Dartington Space Gallery
Two recent art graduates Christiane Berghoff (Falmouth University) and
Ann Russell (University of the Arts, Camberwell) are experimenting with materials and forms using nature as component parts. Ann works with the sea, and the images you see in this exhibition are developed from photographs taken around Prawle Point, a spectacular piece of coastline in South Devon which has claimed the lives of many ships and sailors over the centuries.
Christiane Berghoff experiments with colour derived from natural dyes and with very simple large-stitched forms using the yarn she makes wool from British farms, and with undyed linen.

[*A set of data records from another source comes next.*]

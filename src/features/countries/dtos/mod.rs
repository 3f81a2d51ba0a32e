mod country_dto;

pub use country_dto::{CountryListQuery, CountryResponseDto, CountryStatusDto, RefreshResponseDto};
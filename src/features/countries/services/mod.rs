mod country_service;
mod country_store;
pub mod enrichment;
mod refresh_service;

pub use country_service::CountryService;
pub use country_store::{CountryStore, PgCountryStore};
pub use refresh_service::RefreshService;
pub mod countries;
pub mod health;
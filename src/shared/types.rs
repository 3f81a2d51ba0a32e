use serde::{Deserialize, Serialize};
use utoipa::ToSchema;

/// Error body returned by every failing endpoint
#[derive(Debug, Serialize, Deserialize, ToSchema)]
pub struct ErrorResponse {
    pub error: String,
    #[serde(skip_serializing_if = "Option::is_none")]
    pub details: Option<String>,
}

/// Plain acknowledgement body
#[derive(Debug, Serialize, Deserialize, ToSchema)]
pub struct MessageResponse {
    pub message: String,
}

impl MessageResponse {
    pub fn new(message: impl Into<String>) -> Self {
        Self {
            message: message.into(),
        }
    }
}

#[derive(Debug, Serialize, Deserialize, ToSchema)]
pub struct HealthResponse {
    pub status: String,
    pub message: String,
}
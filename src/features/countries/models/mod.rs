mod country;
mod raw_country;

pub use country::{
    Country, CountryFilters, CountrySort, CountryStatus, EnrichedCountry, RefreshOutcome,
};
pub use raw_country::{RateTable, RawCountry};
use chrono::{DateTime, Utc};
use serde::Serialize;
use sqlx::FromRow;
use uuid::Uuid;

/// Country joined with its exchange rate, ready to be persisted
#[derive(Debug, Clone, PartialEq, Serialize)]
pub struct EnrichedCountry {
    pub name: String,
    pub capital: Option<String>,
    pub region: Option<String>,
    pub population: i64,
    pub currency_code: Option<String>,
    pub exchange_rate: Option<f64>,
    pub estimated_gdp: Option<f64>,
    pub flag_url: Option<String>,
}

/// Persisted country row
#[derive(Debug, Clone, FromRow, Serialize)]
pub struct Country {
    pub id: Uuid,
    pub name: String,
    pub capital: Option<String>,
    pub region: Option<String>,
    pub population: i64,
    pub currency_code: Option<String>,
    pub exchange_rate: Option<f64>,
    pub estimated_gdp: Option<f64>,
    pub flag_url: Option<String>,
    pub last_refreshed_at: DateTime<Utc>,
    pub created_at: DateTime<Utc>,
    pub updated_at: DateTime<Utc>,
}

/// Equality filters for listing countries; both are ANDed when present
#[derive(Debug, Clone, Default)]
pub struct CountryFilters {
    pub region: Option<String>,
    pub currency: Option<String>,
}

/// Recognized orderings for listing countries
#[derive(Debug, Clone, Copy, PartialEq, Eq)]
pub enum CountrySort {
    GdpDesc,
    GdpAsc,
    PopulationDesc,
    PopulationAsc,
    NameAsc,
    NameDesc,
}

impl CountrySort {
    /// Parse a `sort` query value. Unknown values yield `None` and are ignored.
    pub fn parse(value: &str) -> Option<Self> {
        match value {
            "gdp_desc" => Some(Self::GdpDesc),
            "gdp_asc" => Some(Self::GdpAsc),
            "population_desc" => Some(Self::PopulationDesc),
            "population_asc" => Some(Self::PopulationAsc),
            "name_asc" => Some(Self::NameAsc),
            "name_desc" => Some(Self::NameDesc),
            _ => None,
        }
    }

    pub fn order_by_clause(&self) -> &'static str {
        match self {
            Self::GdpDesc => "estimated_gdp DESC NULLS LAST",
            Self::GdpAsc => "estimated_gdp ASC NULLS LAST",
            Self::PopulationDesc => "population DESC",
            Self::PopulationAsc => "population ASC",
            Self::NameAsc => "name ASC",
            Self::NameDesc => "name DESC",
        }
    }
}

/// Aggregate view served by the status endpoint
#[derive(Debug, Clone, PartialEq)]
pub struct CountryStatus {
    pub total_countries: i64,
    pub last_refreshed_at: Option<String>,
}

/// Counts reported by one refresh cycle
#[derive(Debug, Clone, PartialEq)]
pub struct RefreshOutcome {
    pub total: usize,
    pub successful: usize,
    pub failed: usize,
    pub timestamp: String,
}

The exhibition is open now until March 24. The artists will talk about their at the First Friday event on Friday March 6. Join us there for a shared lunch at 13.00 – the artist talk begins around 14.00.
How to find the Dartington Space Gallery
Christiane Berghoff
Artist Christiane Berghoff mainly works with sustainable textiles, having studied Art and Environment at Falmouth University. She worked in an area of the walled garden on the Penryn Campus, planting and nurturing a variety of plants selected for the purpose of botanically dying textiles and for their value to insect pollinators.
Christiane has led the conversation to the wonder of the natural properties of harvested plants, to dye material. A method practiced for centuries, that is almost forgotten and that connects people with place and nature. Christiane hopes to encourage engagement with local habitats and inspire enchantment in the environment.
Christiane teaches Slow Stitch for Wellbeing in workshops and courses, collaborating in future projects with Social Prescibers and Community Engagement Organisations.
Christiane says:
Stitches are the steps of a journey, they are a beginning into the unknown.
The feel, the touch and the smell of wool are an intrinsic element in my work, explored through the slow time it takes to create. Currently I am working with linen and plant dyed British Wool, exploring with slow embroidery stitch the relationship of a place, and the plants and insects, which are present in a space of time.
The current body of work is the result of a project with Exeter University and their Creative Exchange Program in 2019.
Ann Russell
Ann Russell works across printmaking, drawing, video and photography. In 2019 she graduated from UAL Camberwell with an MA in Printmaking and received the annual Art Hub Printmaking award. Ann has always worked by the sea. Her practice explores the exchange between stillness and motion, presence and absence, traces and edges.
between two waves
My latest project explores the interaction between the sea and the structure of an eroding wreck. It has grown out of a year’s worth of visits observing and recording the changing rhythms of this encounter. Working from hours of gathered footage, she collages video stills in the form of inked transfers. In this spontaneous practice, linear time unravels; moments merge and diverge.